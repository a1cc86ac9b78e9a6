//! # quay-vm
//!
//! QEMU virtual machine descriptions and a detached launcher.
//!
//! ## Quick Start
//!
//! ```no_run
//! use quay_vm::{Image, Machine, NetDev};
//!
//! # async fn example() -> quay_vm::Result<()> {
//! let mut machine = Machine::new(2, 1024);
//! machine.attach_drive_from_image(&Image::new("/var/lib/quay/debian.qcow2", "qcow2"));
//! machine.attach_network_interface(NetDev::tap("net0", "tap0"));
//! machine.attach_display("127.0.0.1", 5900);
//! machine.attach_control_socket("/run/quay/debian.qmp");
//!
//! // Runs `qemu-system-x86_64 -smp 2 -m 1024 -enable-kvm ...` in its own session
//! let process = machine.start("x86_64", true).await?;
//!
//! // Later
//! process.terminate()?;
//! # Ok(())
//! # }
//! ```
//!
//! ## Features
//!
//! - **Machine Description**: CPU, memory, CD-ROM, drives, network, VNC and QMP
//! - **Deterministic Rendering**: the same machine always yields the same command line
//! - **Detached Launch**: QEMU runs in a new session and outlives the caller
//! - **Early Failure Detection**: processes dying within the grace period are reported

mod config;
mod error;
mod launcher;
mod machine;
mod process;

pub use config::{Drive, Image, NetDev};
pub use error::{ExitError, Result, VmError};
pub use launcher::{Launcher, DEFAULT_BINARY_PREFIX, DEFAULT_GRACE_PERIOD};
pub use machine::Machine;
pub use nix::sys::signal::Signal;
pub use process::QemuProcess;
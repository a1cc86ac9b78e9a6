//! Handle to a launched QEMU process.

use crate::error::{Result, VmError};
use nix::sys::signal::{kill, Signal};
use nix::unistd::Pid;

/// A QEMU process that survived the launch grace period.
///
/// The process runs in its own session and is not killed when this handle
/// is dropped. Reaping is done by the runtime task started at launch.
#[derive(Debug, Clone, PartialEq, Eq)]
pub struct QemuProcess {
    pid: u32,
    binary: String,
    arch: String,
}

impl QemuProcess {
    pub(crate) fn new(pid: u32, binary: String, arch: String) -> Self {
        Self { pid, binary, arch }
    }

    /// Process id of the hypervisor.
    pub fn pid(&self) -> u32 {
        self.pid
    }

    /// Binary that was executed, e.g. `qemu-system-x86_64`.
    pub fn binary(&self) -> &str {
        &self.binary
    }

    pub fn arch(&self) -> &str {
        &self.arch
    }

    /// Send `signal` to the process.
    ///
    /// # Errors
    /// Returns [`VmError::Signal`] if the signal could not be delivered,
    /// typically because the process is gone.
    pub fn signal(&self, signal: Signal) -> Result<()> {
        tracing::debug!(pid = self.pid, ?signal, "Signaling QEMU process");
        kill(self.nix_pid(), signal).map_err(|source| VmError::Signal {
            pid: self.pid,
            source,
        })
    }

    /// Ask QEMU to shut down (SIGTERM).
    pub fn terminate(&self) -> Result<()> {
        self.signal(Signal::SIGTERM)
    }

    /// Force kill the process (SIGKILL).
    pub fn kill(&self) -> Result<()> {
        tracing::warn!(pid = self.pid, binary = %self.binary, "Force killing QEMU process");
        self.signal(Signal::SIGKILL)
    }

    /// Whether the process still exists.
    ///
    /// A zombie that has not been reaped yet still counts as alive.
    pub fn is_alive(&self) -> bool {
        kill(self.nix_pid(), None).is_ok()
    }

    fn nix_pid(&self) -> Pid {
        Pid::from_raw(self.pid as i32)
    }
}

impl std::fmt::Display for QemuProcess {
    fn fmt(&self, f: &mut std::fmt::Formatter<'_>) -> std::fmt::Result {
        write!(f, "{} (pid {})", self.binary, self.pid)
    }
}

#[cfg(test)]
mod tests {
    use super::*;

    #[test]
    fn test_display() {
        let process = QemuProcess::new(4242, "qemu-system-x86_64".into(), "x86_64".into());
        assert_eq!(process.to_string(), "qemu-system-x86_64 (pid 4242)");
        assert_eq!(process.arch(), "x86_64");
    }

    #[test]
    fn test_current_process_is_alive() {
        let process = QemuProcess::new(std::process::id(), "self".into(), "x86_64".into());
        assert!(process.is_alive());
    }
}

---

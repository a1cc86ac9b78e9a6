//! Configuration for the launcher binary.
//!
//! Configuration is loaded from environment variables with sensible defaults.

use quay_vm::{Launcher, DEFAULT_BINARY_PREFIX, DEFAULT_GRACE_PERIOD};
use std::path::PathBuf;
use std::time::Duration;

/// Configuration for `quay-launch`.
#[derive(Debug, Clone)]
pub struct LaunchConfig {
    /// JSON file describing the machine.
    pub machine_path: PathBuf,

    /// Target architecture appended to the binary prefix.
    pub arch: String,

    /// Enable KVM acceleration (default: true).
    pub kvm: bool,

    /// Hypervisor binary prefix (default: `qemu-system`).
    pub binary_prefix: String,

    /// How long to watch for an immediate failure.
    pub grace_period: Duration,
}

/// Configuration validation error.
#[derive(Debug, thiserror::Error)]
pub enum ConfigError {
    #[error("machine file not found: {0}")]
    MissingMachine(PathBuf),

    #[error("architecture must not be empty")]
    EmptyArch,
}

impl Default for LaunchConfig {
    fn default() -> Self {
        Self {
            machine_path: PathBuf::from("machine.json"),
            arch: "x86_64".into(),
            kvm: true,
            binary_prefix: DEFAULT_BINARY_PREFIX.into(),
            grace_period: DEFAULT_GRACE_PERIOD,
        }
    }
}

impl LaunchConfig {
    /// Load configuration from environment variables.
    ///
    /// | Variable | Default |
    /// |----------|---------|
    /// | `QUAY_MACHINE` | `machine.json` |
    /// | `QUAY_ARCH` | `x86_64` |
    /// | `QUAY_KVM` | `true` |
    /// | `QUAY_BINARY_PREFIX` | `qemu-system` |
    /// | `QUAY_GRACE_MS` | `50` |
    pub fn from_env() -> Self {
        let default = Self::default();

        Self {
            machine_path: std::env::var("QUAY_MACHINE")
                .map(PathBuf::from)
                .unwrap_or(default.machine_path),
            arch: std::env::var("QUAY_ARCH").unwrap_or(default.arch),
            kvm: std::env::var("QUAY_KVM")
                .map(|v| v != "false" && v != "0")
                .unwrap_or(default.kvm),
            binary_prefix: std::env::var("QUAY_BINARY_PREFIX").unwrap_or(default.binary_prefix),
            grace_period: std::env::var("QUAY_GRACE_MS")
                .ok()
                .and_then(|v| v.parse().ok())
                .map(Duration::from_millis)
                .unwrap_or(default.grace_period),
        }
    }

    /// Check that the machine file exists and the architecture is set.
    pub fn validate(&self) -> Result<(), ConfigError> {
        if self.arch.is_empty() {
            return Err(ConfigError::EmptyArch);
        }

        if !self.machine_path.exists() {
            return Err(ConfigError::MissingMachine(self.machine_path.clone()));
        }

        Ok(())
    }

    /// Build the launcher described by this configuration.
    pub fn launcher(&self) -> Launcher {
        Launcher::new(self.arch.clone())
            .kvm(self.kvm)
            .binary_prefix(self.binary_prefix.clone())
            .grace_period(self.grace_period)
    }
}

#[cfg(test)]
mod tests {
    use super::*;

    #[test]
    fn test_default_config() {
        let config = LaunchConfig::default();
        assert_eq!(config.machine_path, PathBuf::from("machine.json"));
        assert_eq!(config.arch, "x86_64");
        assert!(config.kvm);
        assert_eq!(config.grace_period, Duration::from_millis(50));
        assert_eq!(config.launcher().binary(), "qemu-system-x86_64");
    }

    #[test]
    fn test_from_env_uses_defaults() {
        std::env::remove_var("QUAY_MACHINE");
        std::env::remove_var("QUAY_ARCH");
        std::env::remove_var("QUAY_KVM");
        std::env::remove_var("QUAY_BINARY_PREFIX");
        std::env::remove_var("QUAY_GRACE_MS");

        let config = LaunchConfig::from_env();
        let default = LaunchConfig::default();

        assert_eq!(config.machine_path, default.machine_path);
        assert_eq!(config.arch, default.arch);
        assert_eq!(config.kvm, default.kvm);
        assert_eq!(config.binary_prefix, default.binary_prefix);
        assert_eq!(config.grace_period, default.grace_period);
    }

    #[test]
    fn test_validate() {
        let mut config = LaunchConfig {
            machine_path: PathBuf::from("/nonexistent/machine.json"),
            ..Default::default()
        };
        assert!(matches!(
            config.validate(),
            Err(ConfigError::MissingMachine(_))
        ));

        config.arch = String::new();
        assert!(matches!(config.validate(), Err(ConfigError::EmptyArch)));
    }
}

▸ **ABOUT THIS EXERCISE**
Out of the entries, report each line that contains the word "exists".

▸ **SOLUTION FOR THIS PROBLEM**
    /// Whether the process still exists.
    /// Check that the machine file exists and the architecture is set.
        if !self.machine_path.exists() {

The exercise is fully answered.